How much does steel cost? How are metal prices determined? What is the availability of steel? When will aluminum and stainless steel prices come down?

These are the questions weighing on the mind of every metal buyer these days. The answers come down to some fundamental factors moving the market.

On April 8, Ryerson invited customers to join ‘Cup of Joe’, an open and engaging conversation on these questions and more, hosted by Nick Webb, the company’s director of risk management and commodities hedging.

These are among the topics that were addressed.

Much of the content covered during this presentation had some form of a forward looking statement or idea. Please refer to the safe harbor provision at the bottom of this page

Dealing with the “shortage of everything”

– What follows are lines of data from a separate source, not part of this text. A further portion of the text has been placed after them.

use std::fs;
use std::path::Path;

use chrono::{DateTime, Utc};
use clap::{Arg, ArgAction, ArgMatches, Command};
use pollster::block_on;

use list_view::entities::{articles_page_view, events_page_view};
use list_view::models::{ArticlesPageView, EventCard, EventsPageView};
use list_view::{EventType, ListController, ListEntity, MemoryTable};
use site_common::{format_date_time, parse_timestamp, Article, Event, PageMarker, Route, Society};

/// Filters and paging picked on the command line
#[derive(Clone, Debug, Default)]
struct PreviewOptions {
    query: Option<String>,
    society: Option<String>,
    year: Option<String>,
    month: Option<String>,
    date: Option<String>,
    event_type: Option<EventType>,
    search: Option<String>,
    page: Option<usize>,
    show_queries: bool,
}

fn cli() -> Command {
    Command::new("list-preview")
        .version(env!("CARGO_PKG_VERSION"))
        .about("Render the events or articles list view against a JSON fixture")
        .arg(Arg::new("fixture")
            .short('f')
            .long("fixture")
            .value_name("FILE")
            .help("JSON file shaped as {\"events\": [...], \"articles\": [...]}")
            .required_unless_present("societies"))
        .arg(Arg::new("page_kind")
            .value_name("PAGE")
            .help("Which list view to render")
            .value_parser(["events", "articles"])
            .default_value("events"))
        .arg(Arg::new("query")
            .long("query")
            .value_name("QUERY")
            .help("Address bar query string to mount with, e.g. ?society=Photonics%20Society"))
        .arg(Arg::new("society").long("society").value_name("NAME").help("Society filter"))
        .arg(Arg::new("year").long("year").value_name("YYYY").help("Year filter"))
        .arg(Arg::new("month").long("month").value_name("MM").help("Month filter, needs --year"))
        .arg(Arg::new("date").long("date").value_name("YYYY-MM-DD").help("Exact date filter"))
        .arg(Arg::new("event_type")
            .long("event-type")
            .value_name("TYPE")
            .help("Events page only")
            .value_parser(["all", "upcoming", "past"]))
        .arg(Arg::new("search").short('s').long("search").value_name("TEXT").help("Text search over the page"))
        .arg(Arg::new("page")
            .short('p')
            .long("page")
            .value_name("N")
            .help("Page number, 1-based")
            .value_parser(clap::value_parser!(usize)))
        .arg(Arg::new("now")
            .long("now")
            .value_name("TIMESTAMP")
            .help("Clock used to split upcoming and past events (defaults to the current time)"))
        .arg(Arg::new("show_queries")
            .short('q')
            .long("show-queries")
            .help("Print the table queries of the refresh")
            .action(ArgAction::SetTrue))
        .arg(Arg::new("societies")
            .long("societies")
            .help("List the societies with their page and list links, then exit")
            .action(ArgAction::SetTrue))
}

fn main() {
    let matches = cli().get_matches();

    if matches.get_flag("societies") {
        print!("{}", society_listing());
        return;
    }

    if let Err(e) = run(&matches) {
        eprintln!("Error: {}", e);
        std::process::exit(1);
    }
}

fn run(matches: &ArgMatches) -> Result<(), String> {
    let fixture = matches
        .get_one::<String>("fixture")
        .ok_or("missing --fixture")?;
    let table = load_fixture(Path::new(fixture))?;

    let now = match matches.get_one::<String>("now") {
        Some(value) => parse_timestamp(value).ok_or_else(|| format!("Unparseable --now value '{}'", value))?,
        None => Utc::now(),
    };
    let options = options_from(matches)?;

    match matches.get_one::<String>("page_kind").map(String::as_str) {
        Some("articles") => {
            let controller = load::<Article>(&table, &options, now)?;
            print!("{}", render_articles(&articles_page_view(&controller)));
        }
        _ => {
            let controller = load::<Event>(&table, &options, now)?;
            let view = events_page_view(&controller, |date| format_date_time(date));
            print!("{}", render_events(&view));
        }
    }
    Ok(())
}

fn options_from(matches: &ArgMatches) -> Result<PreviewOptions, String> {
    let text = |id: &str| matches.get_one::<String>(id).cloned();
    let event_type = match matches.get_one::<String>("event_type") {
        Some(value) => Some(value.parse::<EventType>()?),
        None => None,
    };
    let society = match matches.get_one::<String>("society") {
        Some(name) => Some(
            Society::from_name(name)
                .ok_or_else(|| format!("Unknown society '{}', see --societies", name))?
                .name()
                .to_string(),
        ),
        None => None,
    };
    Ok(PreviewOptions {
        query: text("query"),
        society,
        year: text("year"),
        month: text("month"),
        date: text("date"),
        event_type,
        search: text("search"),
        page: matches.get_one::<usize>("page").copied(),
        show_queries: matches.get_flag("show_queries"),
    })
}

fn society_listing() -> String {
    Society::ALL
        .iter()
        .map(|society| {
            format!(
                "{}\n  {}\n  {}\n  {}\n",
                society.name(),
                Route::Society(*society).path(),
                Route::Events.filtered_by_society(*society),
                Route::Articles.filtered_by_society(*society)
            )
        })
        .collect()
}

fn load_fixture(path: &Path) -> Result<MemoryTable, String> {
    let json = fs::read_to_string(path)
        .map_err(|e| format!("Cannot read fixture '{}': {}", path.display(), e))?;
    MemoryTable::from_json(&json).map_err(|e| format!("Invalid fixture '{}': {}", path.display(), e))
}

/// Apply the options the way the page would and run one refresh
fn load<E: ListEntity>(
    table: &MemoryTable,
    options: &PreviewOptions,
    now: DateTime<Utc>,
) -> Result<ListController<E>, String> {
    let mut controller = ListController::<E>::new();

    if let Some(query) = &options.query {
        controller.seed_from_query(query);
    }
    if let Some(society) = &options.society {
        controller.set_society(society);
    }
    if let Some(year) = &options.year {
        controller.set_year(year);
    }
    if let Some(month) = &options.month {
        controller.set_month(month);
    }
    if let Some(date) = &options.date {
        controller.set_date(date);
    }
    if let Some(event_type) = options.event_type {
        controller.set_event_type(event_type);
    }
    if let Some(search) = &options.search {
        controller.set_search_term(search);
    }
    if let Some(page) = options.page {
        if page == 0 {
            return Err("Pages start at 1".to_string());
        }
        controller.go_to_page(page);
    }

    if options.show_queries {
        for query in controller.plan(&now) {
            println!("GET /{}?{}", query.table, query.to_query_string());
        }
        println!();
    }

    block_on(controller.refresh(table, now));

    if let Some(query) = &options.query {
        if let Some(synced) = controller.sync_query(query) {
            println!("URL query would become: {}", if synced.is_empty() { "(none)" } else { synced.as_str() });
        }
    }
    Ok(controller)
}

fn pagination_line(pagination: &[PageMarker], current: usize) -> String {
    pagination
        .iter()
        .map(|marker| match marker {
            PageMarker::Page(page) if *page == current => format!("[{}]", page),
            PageMarker::Page(page) => page.to_string(),
            PageMarker::Ellipsis => "...".to_string(),
        })
        .collect::<Vec<_>>()
        .join(" ")
}

fn footer(out: &mut String, total: usize, current: usize, total_pages: usize, pagination: &[PageMarker]) {
    out.push_str(&format!("\n{} result(s), page {} of {}\n", total, current, total_pages));
    if !pagination.is_empty() {
        out.push_str(&format!("Pages: {}\n", pagination_line(pagination, current)));
    }
}

fn event_lines(out: &mut String, heading: &str, cards: &[EventCard]) {
    if cards.is_empty() {
        return;
    }
    out.push_str(&format!("\n{}\n", heading));
    for card in cards {
        out.push_str(&format!("  {}  {}", card.display_date, card.event.title));
        if let Some(venue) = &card.event.venue {
            out.push_str(&format!(" @ {}", venue));
        }
        out.push_str(&format!("  ({})\n", card.event.society));
    }
}

fn render_events(view: &EventsPageView) -> String {
    let mut out = String::from("Events\n");
    if view.upcoming.is_empty() && view.past.is_empty() {
        out.push_str("\nNo events found.\n");
    }
    event_lines(&mut out, "Upcoming Events", &view.upcoming);
    event_lines(&mut out, "Past Events", &view.past);
    footer(&mut out, view.total, view.current_page, view.total_pages, &view.pagination);
    out
}

fn render_articles(view: &ArticlesPageView) -> String {
    let mut out = String::from("Articles\n");
    if view.articles.is_empty() {
        out.push_str("\nNo articles found.\n");
    }
    for article in &view.articles {
        out.push_str(&format!(
            "\n  {}  {}\n    {}",
            article.publication_date.format("%Y-%m-%d"),
            article.title,
            article.publication
        ));
        if let Some(author) = &article.author {
            out.push_str(&format!(", {}", author));
        }
        out.push_str(&format!("  ({})\n", article.society));
    }
    footer(&mut out, view.total, view.current_page, view.total_pages, &view.pagination);
    out
}

#[cfg(test)]
mod tests {
    use super::*;
    use pretty_assertions::assert_eq;
    use serde_json::json;

    fn now() -> DateTime<Utc> {
        parse_timestamp("2025-03-01T12:00:00Z").unwrap()
    }

    fn fixture() -> MemoryTable {
        let events = (1..=14)
            .map(|day| {
                json!({
                    "title": format!("Workshop {:02}", day),
                    "description": "Hands-on session",
                    "date": format!("2025-03-{:02}T18:00:00Z", day + 1),
                    "venue": if day % 2 == 0 { json!("Lab 3") } else { json!(null) },
                    "image_url": null,
                    "society": if day <= 10 { "Computer Society" } else { "Photonics Society" },
                })
            })
            .collect();
        let articles = vec![json!({
            "id": 7,
            "title": "Lasers at Home",
            "author": "R. Kim",
            "publication": "Spectrum",
            "publication_date": "2025-02-10",
            "article_url": "https://example.org/lasers",
            "image_url": "",
            "society": "Photonics Society",
            "short_description": "A primer",
        })];
        MemoryTable::new()
            .with_rows("events", events)
            .with_rows("articles", articles)
    }

    #[test]
    fn pagination_line_marks_current_page() {
        let markers = site_common::pagination_numbers(5, 10);
        assert_eq!(pagination_line(&markers, 5), "1 ... 4 [5] 6 ... 10");
    }

    #[test]
    fn second_page_of_events() {
        let options = PreviewOptions {
            page: Some(2),
            ..PreviewOptions::default()
        };
        let controller = load::<Event>(&fixture(), &options, now()).unwrap();
        let view = events_page_view(&controller, |date| date.format("%d %b").to_string());
        assert_eq!(view.total, 14);
        assert_eq!(view.total_pages, 2);
        assert_eq!(view.upcoming.len(), 2);

        let text = render_events(&view);
        assert!(text.contains("Upcoming Events"));
        assert!(text.contains("Workshop 13"));
        assert!(text.contains("14 result(s), page 2 of 2"));
        assert!(text.contains("Pages: 1 [2]"));
    }

    #[test]
    fn society_from_query_string() {
        let options = PreviewOptions {
            query: Some("?society=Photonics%20Society".to_string()),
            ..PreviewOptions::default()
        };
        let controller = load::<Event>(&fixture(), &options, now()).unwrap();
        assert_eq!(controller.filters().society, "Photonics Society");
        assert_eq!(controller.total(), 4);
    }

    #[test]
    fn articles_render_with_author() {
        let controller = load::<Article>(&fixture(), &PreviewOptions::default(), now()).unwrap();
        let text = render_articles(&articles_page_view(&controller));
        assert!(text.contains("2025-02-10  Lasers at Home"));
        assert!(text.contains("Spectrum, R. Kim  (Photonics Society)"));
    }

    #[test]
    fn empty_result_says_so() {
        let options = PreviewOptions {
            society: Some("Women in Engineering".to_string()),
            ..PreviewOptions::default()
        };
        let controller = load::<Article>(&fixture(), &options, now()).unwrap();
        let text = render_articles(&articles_page_view(&controller));
        assert!(text.contains("No articles found."));
        assert!(text.contains("0 result(s), page 1 of 0"));
    }

    #[test]
    fn society_listing_links_both_list_views() {
        let matches = cli().get_matches_from(["list-preview", "--societies"]);
        assert!(matches.get_flag("societies"));

        let listing = society_listing();
        assert!(listing.starts_with(Society::ALL[0].name()));
        assert!(listing.contains("  /events?society=Photonics+Society\n"));
        assert!(listing.contains("  /articles?society=Photonics+Society\n"));
    }

    #[test]
    fn unknown_society_option_is_rejected() {
        let matches = cli().get_matches_from(["list-preview", "-f", "site.json", "--society", "Chess Club"]);
        assert!(options_from(&matches).unwrap_err().contains("Chess Club"));

        let matches =
            cli().get_matches_from(["list-preview", "-f", "site.json", "articles", "--society", "Photonics Society"]);
        assert_eq!(
            options_from(&matches).unwrap().society.as_deref(),
            Some("Photonics Society")
        );
    }

    #[test]
    fn page_zero_is_rejected() {
        let options = PreviewOptions {
            page: Some(0),
            ..PreviewOptions::default()
        };
        assert!(load::<Event>(&fixture(), &options, now()).is_err());
    }
}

The prices of nearly all metals are nearing five-year highs, with carbon steel prices 30% above their previous record highs back in 2007-2008. 

But it’s not just industrial metal prices that are soaring. The price of lumber, for example, is hitting record highs as well with some estimates calling for the need to add an additional $25,000 in cost to build a 2,000-sq.ft. home.

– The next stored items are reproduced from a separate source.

//! The two list pages of the site: events and articles.

use chrono::{DateTime, Utc};
use site_common::{Article, Event};

use crate::builder::{QueryBuilder, TableQuery};
use crate::controller::{split_by_event_type, ListController, ListEntity};
use crate::models::{ArticlesPageView, EventCard, EventsPageView, FilterState};

impl ListEntity for Event {
    const TABLE: &'static str = "events";
    const COLUMNS: &'static [&'static str] = Event::COLUMNS;
    const DATE_COLUMN: &'static str = "date";

    fn date(&self) -> &DateTime<Utc> {
        &self.date
    }

    fn search_fields(&self) -> Vec<Option<&str>> {
        vec![
            Some(self.title.as_str()),
            Some(self.description.as_str()),
            Some(self.society.as_str()),
            self.venue.as_deref(),
        ]
    }

    /// Upcoming events soonest first, then past events most recent first
    fn plan(base: QueryBuilder, filters: &FilterState, today: &str) -> Vec<TableQuery> {
        split_by_event_type(base, filters.event_type, Self::DATE_COLUMN, today)
    }
}

impl ListEntity for Article {
    const TABLE: &'static str = "articles";
    const COLUMNS: &'static [&'static str] = Article::COLUMNS;
    const DATE_COLUMN: &'static str = "publication_date";

    fn date(&self) -> &DateTime<Utc> {
        &self.publication_date
    }

    fn search_fields(&self) -> Vec<Option<&str>> {
        vec![
            Some(self.title.as_str()),
            self.author.as_deref(),
            Some(self.publication.as_str()),
            Some(self.short_description.as_str()),
        ]
    }

    fn plan(base: QueryBuilder, _filters: &FilterState, _today: &str) -> Vec<TableQuery> {
        vec![base.order(Self::DATE_COLUMN, false).build()]
    }
}

/// Events page view; `format_date` renders the card date
pub fn events_page_view<F>(controller: &ListController<Event>, format_date: F) -> EventsPageView
where
    F: Fn(&DateTime<Utc>) -> String,
{
    let to_card = |event: Event, is_upcoming: bool| EventCard {
        display_date: format_date(&event.date),
        event,
        is_upcoming,
    };
    let (upcoming, past) = controller.partition();

    EventsPageView {
        upcoming: upcoming.into_iter().map(|e| to_card(e, true)).collect(),
        past: past.into_iter().map(|e| to_card(e, false)).collect(),
        total: controller.total(),
        total_pages: controller.total_pages(),
        current_page: controller.filters().current_page,
        loading: controller.is_loading(),
        pagination: controller.pagination(),
        filters: controller.filters().clone(),
        month_enabled: controller.filters().month_enabled(),
    }
}

pub fn articles_page_view(controller: &ListController<Article>) -> ArticlesPageView {
    ArticlesPageView {
        articles: controller.visible_items(),
        total: controller.total(),
        total_pages: controller.total_pages(),
        current_page: controller.filters().current_page,
        loading: controller.is_loading(),
        pagination: controller.pagination(),
        filters: controller.filters().clone(),
        month_enabled: controller.filters().month_enabled(),
    }
}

It has all resulted in what Webb refers to as a “shortage of everything.” This has indeed wreaked havoc on freight rates to get product shipped across the country.

“The pricing discussion has almost become agnostic at this point and the growing concern for many is where to find that next incremental volume of metal needed to continue production,” says Webb.  

He breaks it down:

 

China’s Impact on Commodity Demand Now

China makes up about 50-60% of the world’s demand and production of commodities. That means any moves made in this part of the world could have a ripple effect across the entire market.

Webb breaks down what some recent comments from Chinese regulators could mean for the global metals market.

 

U.S. Dollar Slowly Stabilizing

The U.S. dollar tends to have an inverse correlation to the direction of commodities prices. A stronger U.S. dollar, for instance, would act as a headwind to commodities prices.

It has seen a roughly 13% depletion since highs in March 2020 when investors moved out of equities into more “safe haven assets” like the U.S. dollar. But how does it look now?

Webb outlines the current scenario:

 

The Capacity Utilization Conundrum

Steel prices in the U.S., China, and Europe tend to be correlated. Each has rebounded from lows at the onset of the COVID-19 pandemic, but the extent at which U.S. prices have moved higher has greatly outpaced the other two.

Much of that is related to capacity utilization rates. While steel mills were prudent in taking production levels down in the wake of the pandemic, the rate at which that capacity has come back online has been slower than anticipated. 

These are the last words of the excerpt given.